清新/八 法悟空 内田健一郎 画 (5833)

 安房由光の販売店の配達員からも、宗門僧の圧力に屈して、学会を去る人が出始めた。配達員がいなくなった地域の配達は、安房自身が行わなければならない。彼は“負けるものか!”と、自分を奮い立たせた。
 一月十一日、安房は、県北の二戸から県南の水沢まで、車で三時間ほどかけて、岩手県代表幹部会に駆けつけたのである。途中、吹雪に見舞われた。“これは、広布の道を象徴しているのだ”と思うと、心は燃えた。
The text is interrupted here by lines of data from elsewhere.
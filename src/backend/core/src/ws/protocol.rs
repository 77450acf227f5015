//! WebSocket wire protocol.
//!
//! Handshake: the first client message must carry a token, e.g.
//! `{"token":"..."}`; the server replies `{"type":"authed"}`. Subsequent
//! commands:
//!   `{"op":"subscribe"|"unsubscribe","topic":"task_logs"|"task_events","task_id":"t1","run_id":"r1?"}`
//!   `{"op":"ping"}` -> `{"type":"pong"}`
//! Channel names:
//!   task_logs   -> `task.logs.<task_id>[.<run_id>]`
//!   task_events -> `task.events.<task_id>[.<run_id>]`
//! Server pushes log records as `{"type":"log",...}` and task events as
//! `{"type":"event",...}`; global broadcasts carry `{event, data}` and
//! bypass subscriptions.

use chrono::Utc;
use serde_json::{json, Value};

use crate::logging::LogRecord;

/// Client command verb.
#[derive(Debug, Clone, Copy, PartialEq, Eq)]
pub enum WsOp {
    Subscribe,
    Unsubscribe,
    Ping,
    Unknown,
}

/// Subscription topic.
#[derive(Debug, Clone, Copy, PartialEq, Eq)]
pub enum WsTopic {
    TaskLogs,
    TaskEvents,
    Unknown,
}

/// Parsed client message.
#[derive(Debug, Clone)]
pub struct ClientCommand {
    pub op: WsOp,
    pub topic: WsTopic,
    pub task_id: String,
    pub run_id: String,
    pub token: Option<String>,
}

pub fn parse_client_command(j: &Value) -> ClientCommand {
    let op = match j.get("op").and_then(Value::as_str) {
        Some("subscribe") => WsOp::Subscribe,
        Some("unsubscribe") => WsOp::Unsubscribe,
        Some("ping") => WsOp::Ping,
        Some(_) => WsOp::Unknown,
        None => WsOp::Unknown,
    };
    let topic = match j.get("topic").and_then(Value::as_str) {
        Some("task_logs") => WsTopic::TaskLogs,
        Some("task_events") => WsTopic::TaskEvents,
        _ => WsTopic::Unknown,
    };
    ClientCommand {
        op,
        topic,
        task_id: j.get("task_id").and_then(Value::as_str).unwrap_or_default().to_string(),
        run_id: j.get("run_id").and_then(Value::as_str).unwrap_or_default().to_string(),
        token: j.get("token").and_then(Value::as_str).map(str::to_string),
    }
}

pub fn channel_task_logs(task_id: &str, run_id: &str) -> String {
    if run_id.is_empty() {
        format!("task.logs.{task_id}")
    } else {
        format!("task.logs.{task_id}.{run_id}")
    }
}

pub fn channel_task_events(task_id: &str, run_id: &str) -> String {
    if run_id.is_empty() {
        format!("task.events.{task_id}")
    } else {
        format!("task.events.{task_id}.{run_id}")
    }
}

/// Build the `{"type":"log",...}` push payload for a record.
pub fn build_log_json(r: &LogRecord) -> Value {
    let mut j = json!({
        "type": "log",
        "task_id": r.task_id.value,
        "seq": r.seq,
        "ts_ms": Utc::now().timestamp_millis(),
        "level": r.level as i32,
        "stream": r.stream as i32,
        "message": r.message,
        "duration_ms": r.duration_ms,
        "attempt": r.attempt,
        "fields": r.fields,
    });
    if !r.task_id.run_id.is_empty() {
        j["run_id"] = Value::String(r.task_id.run_id.clone());
    }
    j
}

/// Build the `{"type":"event",...}` push payload for a task/DAG event.
pub fn build_event_json(task_id: &str, event: &str, extra: Value, run_id: &str) -> Value {
    let mut j = json!({
        "type": "event",
        "task_id": task_id,
        "event": event,
        "ts_ms": Utc::now().timestamp_millis(),
        "extra": extra,
    });
    if !run_id.is_empty() {
        j["run_id"] = Value::String(run_id.to_string());
    }
    j
}

#[cfg(test)]
mod tests {
    use super::*;

    #[test]
    fn channel_names() {
        assert_eq!(channel_task_logs("t1", ""), "task.logs.t1");
        assert_eq!(channel_task_logs("t1", "r1"), "task.logs.t1.r1");
        assert_eq!(channel_task_events("t1", "r1"), "task.events.t1.r1");
    }

    #[test]
    fn parses_subscribe() {
        let cmd = parse_client_command(&json!({
            "op": "subscribe", "topic": "task_logs", "task_id": "t1", "run_id": "r1"
        }));
        assert_eq!(cmd.op, WsOp::Subscribe);
        assert_eq!(cmd.topic, WsTopic::TaskLogs);
        assert_eq!(cmd.task_id, "t1");
        assert_eq!(cmd.run_id, "r1");
    }

    #[test]
    fn token_only_message_is_unknown_op_with_token() {
        let cmd = parse_client_command(&json!({"token": "abc"}));
        assert_eq!(cmd.op, WsOp::Unknown);
        assert_eq!(cmd.token.as_deref(), Some("abc"));
    }

    #[test]
    fn event_json_shape() {
        let j = build_event_json("t1", "task_start", json!({"queue": "io"}), "r1");
        assert_eq!(j["type"], "event");
        assert_eq!(j["event"], "task_start");
        assert_eq!(j["run_id"], "r1");
        assert_eq!(j["extra"]["queue"], "io");
    }
}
 午後六時、代表幹部会の会場に姿を見せた山本伸一は言った。
 「今日は、私も愛する岩手の一員です。したがって会長は別の人にやってもらいます。
 あなたに『一日会長』をお願いします」
 教育部の壮年を指名し、自分の胸章を彼につけた。
 勤行のあと、県幹部から、この一月十一日を「水沢の日」とすることが発表された。場内は喜びの大拍手に沸き返った。
 幹部の抱負に移ると、伸一は言った。
 「私たちは、役職や肩書に関係なく、みんな平等です。同志であり、友だちです。だから、登壇者も堅苦しい話はやめて、原稿は見ないで話すようにしましょう。皆、遠くから来て、疲れているんだから、楽しくね」
 戸惑ったのは、登壇者たちである。途中でしどろもどろになる人もいた。すると、会場から声援が起こり、笑いが弾けた。
 さらに、婦人部合唱団の合唱となった。
 「歌は何がいいですか。リクエストした曲を歌ってもらいましょう」
 伸一が提案すると、「荒城の月」「春が来た」など、次々に声があがった。合唱団は、慌てることなく、はつらつと歌った。 
 「では、もう一曲!」
 「『青い山脈』をお願いします!」
 練習したことのない歌だ。しかし、これも見事に歌い上げた。大きな拍手が轟いた。
 合唱団のメンバーは、何事も、心を定め、体当たりでぶつかっていく時、高い障壁も乗り越えられることを確信したのであった。